The low cost carriers are able to provide the cheap air tickets because of their business model centered on short-haul flights with single class travel option without much of in-flight frills and complete focus on efficiency of operations. But, as these move on the expansion trail, opening the new markets and flying on ever more sectors, these LCCs keep on attaining maturity of operations in the new markets very fast. So, after a period of time, when these are well established and the pace of expansion is also reduced since there are less and less number of sectors which remain profitable for flight operations, the LCCs have a tendency to move towards charging higher prices.
The cheap flights which were once offered by the LCCs cease to exist slowly. Add to it the competition that the airline faces and the soaring prices of the inputs (say, the fuel prices) and the prospects of providing the cheap air tickets is reduced further.
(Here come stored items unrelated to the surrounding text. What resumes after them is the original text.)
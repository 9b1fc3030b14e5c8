//! Search-Ads adapter: budget, campaign, ad group, responsive search ad.

use async_trait::async_trait;
use chrono::Utc;
use serde_json::{json, Value};

use adrelay_core::{
    AdapterError, ConfigurationError, Creative, ExecutionContext, Platform, SearchCreative,
};

use crate::adapter::{AdapterResult, AdapterSession, PlatformAdapter, StepRequest};
use crate::ads_api::{self, BatchMutateClient, DirectMutate};
use crate::config::{AdsApiConfig, HttpSettings};
use crate::vocab;

pub struct SearchAdsAdapter {
    config: AdsApiConfig,
    client: reqwest::Client,
    timeout_ms: u64,
}

impl SearchAdsAdapter {
    pub fn new(config: AdsApiConfig, http: &HttpSettings) -> Result<Self, ConfigurationError> {
        Ok(Self {
            config,
            client: http.build_client()?,
            timeout_ms: http.timeout().as_millis() as u64,
        })
    }
}

impl PlatformAdapter for SearchAdsAdapter {
    fn platform(&self) -> Platform {
        Platform::SearchAds
    }

    fn open_session(
        &self,
        ctx: &ExecutionContext,
    ) -> Result<Box<dyn AdapterSession>, ConfigurationError> {
        let (direct, batch) = ads_api::open(
            Platform::SearchAds,
            &self.client,
            &self.config,
            ctx,
            self.timeout_ms,
        )?;
        Ok(Box::new(SearchAdsSession { direct, batch }))
    }
}

struct SearchAdsSession {
    direct: DirectMutate,
    batch: BatchMutateClient,
}

fn creative<'a>(req: &'a StepRequest<'_>) -> Result<&'a SearchCreative, AdapterError> {
    match &req.spec.creative {
        Creative::SearchAds(c) => Ok(c),
        other => Err(AdapterError::Unsupported {
            platform: other.platform(),
            operation: "search ad creative",
        }),
    }
}

/// `[{"text": ..}]` list of the non-blank entries.
pub(crate) fn text_assets(texts: &[String]) -> Value {
    Value::Array(
        texts
            .iter()
            .map(|t| t.trim())
            .filter(|t| !t.is_empty())
            .map(|t| json!({ "text": t }))
            .collect(),
    )
}

/// Budget names must be unique per account; a millisecond suffix keeps
/// repeated runs of one spec from colliding.
pub(crate) fn budget_name(campaign: &str) -> String {
    format!("{} Budget #{}", campaign, Utc::now().timestamp_millis())
}

pub(crate) fn budget_body(req: &StepRequest<'_>) -> Value {
    json!({
        "name": budget_name(&req.spec.name),
        "amountMicros": vocab::budget_micros(req.spec.daily_budget).to_string(),
        "deliveryMethod": vocab::ads_delivery(req.spec.delivery_method),
        "explicitlyShared": false,
    })
}

#[async_trait]
impl AdapterSession for SearchAdsSession {
    fn platform(&self) -> Platform {
        Platform::SearchAds
    }

    async fn create_budget(&mut self, req: &StepRequest<'_>) -> AdapterResult {
        self.direct.create("campaignBudgets", budget_body(req)).await
    }

    async fn create_campaign(&mut self, req: &StepRequest<'_>) -> AdapterResult {
        let budget = req.parent(adrelay_core::StepRole::Budget)?;
        let spec = req.spec;
        let campaign = json!({
            "name": spec.name,
            "status": vocab::ads_status(spec.status),
            "advertisingChannelType": vocab::ads_channel(spec.channel_type).unwrap_or("SEARCH"),
            "campaignBudget": budget,
            "startDate": vocab::ads_date(req.window.start),
            "endDate": vocab::ads_date(req.window.end),
            "manualCpc": {},
            "networkSettings": {
                "targetGoogleSearch": true,
                "targetSearchNetwork": true,
                "targetContentNetwork": false,
            },
        });
        self.batch.create("campaignOperation", campaign).await
    }

    async fn create_ad_group(&mut self, req: &StepRequest<'_>) -> AdapterResult {
        let campaign = req.parent(adrelay_core::StepRole::Campaign)?;
        let ad_group = json!({
            "name": format!("{} Ad Group", req.spec.name),
            "campaign": campaign,
            "status": "ENABLED",
            "type": "SEARCH_STANDARD",
        });
        self.batch.create("adGroupOperation", ad_group).await
    }

    async fn create_ad(&mut self, req: &StepRequest<'_>) -> AdapterResult {
        let ad_group = req.parent(adrelay_core::StepRole::AdGroup)?;
        let creative = creative(req)?;

        let mut rsa = json!({
            "headlines": text_assets(&creative.headlines),
            "descriptions": text_assets(&creative.descriptions),
        });
        if let Some(path1) = creative.path1.as_deref().filter(|p| !p.is_empty()) {
            rsa["path1"] = json!(path1);
        }
        if let Some(path2) = creative.path2.as_deref().filter(|p| !p.is_empty()) {
            rsa["path2"] = json!(path2);
        }

        let ad = json!({
            "adGroup": ad_group,
            "status": "ENABLED",
            "ad": {
                "finalUrls": [creative.final_url],
                "responsiveSearchAd": rsa,
            },
        });
        self.batch.create("adGroupAdOperation", ad).await
    }
}

#[cfg(test)]
mod tests {
    use super::*;
    use crate::ads_api::tests::{mock_token, test_config};
    use adrelay_core::{validate, CampaignSpec, Credential, ResourceHandle, StepRole};
    use chrono::NaiveDate;
    use mockito::{Matcher, Server};

    fn spec() -> CampaignSpec {
        CampaignSpec::builder()
            .name("Spring search")
            .daily_budget(1_500)
            .dates("2030-05-01", "2030-05-31")
            .creative(Creative::SearchAds(SearchCreative {
                headlines: vec!["Fast".into(), "Cheap".into(), "Good".into()],
                descriptions: vec!["Pick three".into(), "Really".into()],
                final_url: "https://example.com".into(),
                path1: Some("deals".into()),
                path2: None,
            }))
            .build()
            .unwrap()
    }

    #[tokio::test]
    async fn test_budget_then_ad_group_bodies() {
        let mut server = Server::new_async().await;
        let _token = mock_token(&mut server, 2).await;
        let budget = server
            .mock("POST", "/v17/customers/1234567890/campaignBudgets:mutate")
            .match_body(Matcher::PartialJson(json!({
                "operations": [{ "create": { "amountMicros": "15000000", "deliveryMethod": "STANDARD" } }]
            })))
            .with_status(200)
            .with_body(r#"{"results":[{"resourceName":"customers/1234567890/campaignBudgets/1"}]}"#)
            .create_async()
            .await;
        let ad_group = server
            .mock("POST", "/v17/customers/1234567890/googleAds:mutate")
            .match_body(Matcher::PartialJson(json!({
                "mutateOperations": [{ "adGroupOperation": { "create": {
                    "campaign": "customers/1234567890/campaigns/2",
                    "type": "SEARCH_STANDARD"
                } } }]
            })))
            .with_status(200)
            .with_body(r#"{"mutateOperationResponses":[{"adGroupResult":{"resourceName":"customers/1234567890/adGroups/3"}}]}"#)
            .create_async()
            .await;

        let adapter =
            SearchAdsAdapter::new(test_config(&server), &HttpSettings::default()).unwrap();
        let ctx = ExecutionContext::new("1234567890", Credential::new("refresh-secret"));
        let mut session = adapter.open_session(&ctx).unwrap();

        let spec = spec();
        let today = NaiveDate::from_ymd_opt(2030, 4, 1).unwrap();
        let window = validate(&spec, &ctx, today).unwrap();

        let req = StepRequest::new(&spec, window);
        let created = session.create_budget(&req).await.unwrap();
        assert_eq!(
            created.resource_id.as_deref(),
            Some("customers/1234567890/campaignBudgets/1")
        );

        let req = StepRequest::new(&spec, window).with_parent(ResourceHandle::new(
            StepRole::Campaign,
            "customers/1234567890/campaigns/2",
        ));
        let created = session.create_ad_group(&req).await.unwrap();
        assert_eq!(
            created.resource_id.as_deref(),
            Some("customers/1234567890/adGroups/3")
        );

        budget.assert_async().await;
        ad_group.assert_async().await;
    }

    #[test]
    fn test_missing_secret_fails_open() {
        let adapter = SearchAdsAdapter::new(AdsApiConfig::default(), &HttpSettings::default())
            .unwrap();
        let ctx = ExecutionContext::new("1234567890", Credential::new("t"));
        let err = adapter.open_session(&ctx).err().unwrap();
        assert!(matches!(
            err,
            ConfigurationError::MissingSecret {
                key: "developer_token",
                ..
            }
        ));
    }

    #[tokio::test]
    async fn test_search_has_no_asset_step() {
        let server = Server::new_async().await;
        let adapter =
            SearchAdsAdapter::new(test_config(&server), &HttpSettings::default()).unwrap();
        let ctx = ExecutionContext::new("1234567890", Credential::new("refresh-secret"));
        let mut session = adapter.open_session(&ctx).unwrap();
        let spec = spec();
        let day = NaiveDate::from_ymd_opt(2030, 5, 1).unwrap();
        let req = StepRequest::new(&spec, adrelay_core::CampaignWindow { start: day, end: day });
        let err = session
            .create_asset(StepRole::ImageAsset, &req)
            .await
            .unwrap_err();
        assert!(matches!(err, AdapterError::Unsupported { .. }));
    }

    #[test]
    fn test_text_assets_skip_blanks() {
        let assets = text_assets(&["A".into(), "  ".into(), " B ".into()]);
        assert_eq!(assets, json!([{ "text": "A" }, { "text": "B" }]));
    }
}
Some of the situations which arise due to this price rise are:
- Provides the ground for the entry of more LCCs since the increase in prices dents the levels of customer satisfaction.
- Challenges the full service carriers on the short haul segment and since the price differential between the LCC travel and Economy Class travel of full service carrier is reduced, people might find travelling on full service carriers as better value propositions.
- Once the LCC begin the price higher and the other players make entry, they have the ready market to capture by using the innovative airline product packaging with the offers and discounts.
- As the scope of expansion shrinks, the LCC move on medium range cheap flights, for which they have to improve their services and add to their basket of in-flight offerings. This means making changes to their basic model of functioning.